I too have a SD who has been lieing continiously for the past 3 years. She has also been steeling at school!!
She is such a sweet kid, every time she comes she brings pictures and letters for me saying how much she loves me. She loves hugs at bed time, and for me to do her hair. But the lieing has me totally at my witts end! I can't deal with it much more!!
I know how I would deal with it if she was one of my own daughter's but when it comes to a step child, disicpline becomes much more difficult. My husband tries to discipline her but he doesn't do a whole lot because he doesn't want to be the bad guy. And he clames that his ex is totally psycho and that the kids have to deal with enough at home.

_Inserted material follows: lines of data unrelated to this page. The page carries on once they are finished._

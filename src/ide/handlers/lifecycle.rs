//! LSP lifecycle handlers: `initialize`, `initialized`, `shutdown`.

use std::path::PathBuf;

use tower_lsp::jsonrpc::Result;
use tower_lsp::lsp_types::{
    ExecuteCommandOptions,
    InitializeParams,
    InitializeResult,
    InitializedParams,
    MessageType,
    OneOf,
    ServerCapabilities,
    ServerInfo,
    TextDocumentSyncCapability,
    TextDocumentSyncKind,
    WorkDoneProgressOptions,
    WorkspaceFoldersServerCapabilities,
    WorkspaceServerCapabilities,
};

use super::super::backend::Backend;
use super::super::commands;
use crate::config::TranslationManagerSettings;

pub async fn handle_initialize(
    backend: &Backend,
    params: InitializeParams,
) -> Result<InitializeResult> {
    let workspace_root = workspace_root(&params);

    let mut config_manager = backend.config_manager.lock().await;
    if let Err(error) = config_manager.load_settings(workspace_root) {
        tracing::error!("Configuration error during initialize: {}", error);
    }
    if let Some(options) = params.initialization_options {
        match TranslationManagerSettings::from_client_value(options) {
            Ok(settings) => {
                if let Err(error) = config_manager.update_settings(settings) {
                    tracing::error!(%error, "Invalid initialization options");
                }
            }
            Err(error) => tracing::warn!(%error, "Ignoring malformed initialization options"),
        }
    }
    drop(config_manager);

    Ok(InitializeResult {
        server_info: Some(ServerInfo {
            name: env!("CARGO_PKG_NAME").to_string(),
            version: Some(env!("CARGO_PKG_VERSION").to_string()),
        }),
        capabilities: ServerCapabilities {
            text_document_sync: Some(TextDocumentSyncCapability::Kind(TextDocumentSyncKind::FULL)),
            execute_command_provider: Some(ExecuteCommandOptions {
                commands: commands::all().iter().map(ToString::to_string).collect(),
                work_done_progress_options: WorkDoneProgressOptions::default(),
            }),
            workspace: Some(WorkspaceServerCapabilities {
                workspace_folders: Some(WorkspaceFoldersServerCapabilities {
                    supported: Some(true),
                    change_notifications: Some(OneOf::Left(true)),
                }),
                file_operations: None,
            }),
            ..ServerCapabilities::default()
        },
    })
}

/// The first workspace folder, falling back to the deprecated `rootUri`.
#[allow(deprecated)]
fn workspace_root(params: &InitializeParams) -> Option<PathBuf> {
    params
        .workspace_folders
        .as_ref()
        .and_then(|folders| folders.first())
        .map(|folder| &folder.uri)
        .or(params.root_uri.as_ref())
        .and_then(Backend::uri_to_path)
}

pub async fn handle_initialized(backend: &Backend, _: InitializedParams) {
    backend.client.log_message(MessageType::INFO, "Translation Manager initialized").await;

    if let Ok(workspace_folders) = backend.get_workspace_folders().await
        && workspace_folders.len() > 1
    {
        tracing::info!(
            count = workspace_folders.len(),
            "Multiple workspace folders open, using the first one for settings"
        );
    }

    backend.register_file_watchers().await;
}

#[allow(clippy::unused_async)]
pub async fn handle_shutdown() -> Result<()> {
    tracing::info!("Shutdown requested");
    Ok(())
}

So he's always saying that he doesn't want to make things any worse for them......? WTHeck!!??
Well, now we have a 10 year old who has been lieing and steeling for 3 years!!
AND her grades at school were D's, E's and F's!! In which, I was the one who went to school for 3 weeks to help her re-do a bunch of her assignments. She turned all her grades into B's in only 3 weeks!! I was SO proud of her hard work and I told her so. She too was very proud of herself. But her mom, was ferious with her for pulling her grades up for me. Blah, Blah, Blah....
Anyhow, SD was So happy that I was going to school to help her. She would give me big hugs when I got there and would ask when I was coming again. She thanked me a 1,000 times for helping.... Like I said, she's a very sweet girl.
But then the very next week, she stold a cell phone out of a girls locker at school and then lied right to us! I work at the school therefore, I knew exactly what had happened. But, my husband on the other hand believed her! I told him that she did not find it like she claimed, I told him exactly what had happened. I also reminded him of all the lies that she has told us. He agreed with me, he said, she does indeed lie to us all the time and he thought she was lieing. But he said he was going to wait and see what the school and her mom did first. WtHeck?? I told him the schools job was to teach the kids math, reading, social studies, and science! It is our jobs as parents to teach our kids about lieing and steeling!!!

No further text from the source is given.